For this exercise, please reproduce the records below word for word, from the first line through the line with "NyPizzaBuilder::new(size)".

Stored records
#####

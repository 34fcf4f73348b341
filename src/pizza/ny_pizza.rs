// ニューヨークピザ - 必須パラメータとしてサイズを取る

use super::{Pizza, PizzaBase, PizzaBuilder, Toppings};
use crate::core::{ConstructionError, ConstructionResult};
use serde::Serialize;
use strum::{Display, EnumString};

/// ピザのサイズ
#[derive(Debug, Clone, Copy, PartialEq, Eq, Hash, Serialize, Display, EnumString)]
#[strum(serialize_all = "snake_case", ascii_case_insensitive)]
#[serde(rename_all = "snake_case")]
pub enum Size {
    Small,
    Medium,
    Large,
}

#[derive(Debug, Clone, PartialEq, Eq, Serialize)]
pub struct NyPizza {
    toppings: Toppings,
    size: Size,
}

impl NyPizza {
    pub fn builder(size: Size) -> NyPizzaBuilder {
        NyPizzaBuilder::new(size)
    }

    pub fn size(&self) -> Size {
        self.size
    }
}

impl Pizza for NyPizza {
    fn toppings(&self) -> &Toppings {
        &self.toppings
    }

    fn kind(&self) -> &'static str {
        "ny"
    }
}

#[derive(Debug, Clone)]
#[must_use = "ビルダーは build() を呼ぶまで何も生成しない"]
pub struct NyPizzaBuilder {
    base: PizzaBase,
    size: Size,
}

impl NyPizzaBuilder {
    pub fn new(size: Size) -> Self {
        Self {
            base: PizzaBase::new(),
            size,
        }
    }

    /// サイズ名からビルダーを作成（前後の空白は無視する）
    pub fn try_new(size: &str) -> ConstructionResult<Self> {
        let size = size.trim().parse::<Size>().map_err(|_| {
            tracing::warn!(size, "未知のサイズを拒否");
            ConstructionError::invalid_argument(
                "size",
                size,
                "small / medium / large のいずれかを指定してください",
            )
        })?;
        Ok(Self::new(size))
    }
}

impl PizzaBuilder for NyPizzaBuilder {
    type Output = NyPizza;

    fn base_mut(&mut self) -> &mut PizzaBase {
        &mut self.base
    }

    fn build(self) -> NyPizza {
        let pizza = NyPizza {
            toppings: self.base.into_toppings(),
            size: self.size,
        };
        tracing::debug!(size = %pizza.size, toppings = pizza.toppings.len(), "NyPizza を生成");
        pizza
    }
}
//! 静的ファクトリーモジュール
//!
//! コンストラクタを公開せず、名前付きの関連関数でインスタンスを配る。

pub mod static_factory;

pub use static_factory::{Flag, FALSE, TRUE};
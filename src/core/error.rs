// Custom error types for object construction
// ビルダー・ファクトリー共通のエラー型定義

use std::fmt;
use thiserror::Error;

/// オブジェクト生成時のエラー型
#[derive(Error, Debug)]
pub enum ConstructionError {
    #[error("不正な引数: {field} = {value:?} - {reason}")]
    InvalidArgument {
        field: String,
        value: String,
        reason: String,
    },

    #[error("必須フィールド未設定: {field}")]
    MissingField { field: String },

    #[error("設定エラー: {message}")]
    Configuration { message: String },

    #[error("シリアライズエラー: {source}")]
    Serialization {
        #[from]
        source: serde_json::Error,
    },
}

impl ConstructionError {
    /// 不正な引数エラーの作成
    pub fn invalid_argument(
        field: impl Into<String>,
        value: impl Into<String>,
        reason: impl Into<String>,
    ) -> Self {
        Self::InvalidArgument {
            field: field.into(),
            value: value.into(),
            reason: reason.into(),
        }
    }

    /// 必須フィールド未設定エラーの作成
    pub fn missing_field(field: impl Into<String>) -> Self {
        Self::MissingField {
            field: field.into(),
        }
    }

    /// 設定エラーの作成
    pub fn configuration(message: impl Into<String>) -> Self {
        Self::Configuration {
            message: message.into(),
        }
    }

    /// エラーに関係するフィールド名を取得
    pub fn field(&self) -> Option<&str> {
        match self {
            Self::InvalidArgument { field, .. } | Self::MissingField { field } => Some(field),
            Self::Configuration { .. } | Self::Serialization { .. } => None,
        }
    }

    /// 呼び出し側が値を直して再試行できるかどうか
    pub fn is_recoverable(&self) -> bool {
        match self {
            Self::InvalidArgument { .. } | Self::MissingField { .. } => true,
            Self::Configuration { .. } | Self::Serialization { .. } => false,
        }
    }
}

/// 生成処理の結果型
pub type ConstructionResult<T> = std::result::Result<T, ConstructionError>;

/// セッターに拒否された入力
///
/// 消費型ビルダーはセッター呼び出しで自身を手放すため、
/// 失敗時は受け取ったビルダーを変更せずにエラーと一緒に返す。
pub struct Rejected<B> {
    builder: B,
    error: ConstructionError,
}

impl<B> Rejected<B> {
    pub fn new(builder: B, error: ConstructionError) -> Self {
        Self { builder, error }
    }

    /// 拒否の原因
    pub fn error(&self) -> &ConstructionError {
        &self.error
    }

    /// 変更されていないビルダーを取り戻す
    pub fn into_builder(self) -> B {
        self.builder
    }

    pub fn into_parts(self) -> (B, ConstructionError) {
        (self.builder, self.error)
    }
}

impl<B> fmt::Debug for Rejected<B> {
    fn fmt(&self, f: &mut fmt::Formatter<'_>) -> fmt::Result {
        f.debug_struct("Rejected")
            .field("builder", &std::any::type_name::<B>())
            .field("error", &self.error)
            .finish()
    }
}

impl<B> fmt::Display for Rejected<B> {
    fn fmt(&self, f: &mut fmt::Formatter<'_>) -> fmt::Result {
        self.error.fmt(f)
    }
}

impl<B> std::error::Error for Rejected<B> {
    fn source(&self) -> Option<&(dyn std::error::Error + 'static)> {
        Some(&self.error)
    }
}

impl<B> From<Rejected<B>> for ConstructionError {
    fn from(rejected: Rejected<B>) -> Self {
        rejected.error
    }
}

#####

_Task answer_:
repository 34fcf4f73348b341
filename src/pizza/ny_pizza.rs
// ニューヨークピザ - 必須パラメータとしてサイズを取る

use super::{Pizza, PizzaBase, PizzaBuilder, Toppings};
use crate::core::{ConstructionError, ConstructionResult};
use serde::Serialize;
use strum::{Display, EnumString};

/// ピザのサイズ
#[derive(Debug, Clone, Copy, PartialEq, Eq, Hash, Serialize, Display, EnumString)]
#[strum(serialize_all = "snake_case", ascii_case_insensitive)]
#[serde(rename_all = "snake_case")]
pub enum Size {
    Small,
    Medium,
    Large,
}

#[derive(Debug, Clone, PartialEq, Eq, Serialize)]
pub struct NyPizza {
    toppings: Toppings,
    size: Size,
}

impl NyPizza {
    pub fn builder(size: Size) -> NyPizzaBuilder {
        NyPizzaBuilder::new(size)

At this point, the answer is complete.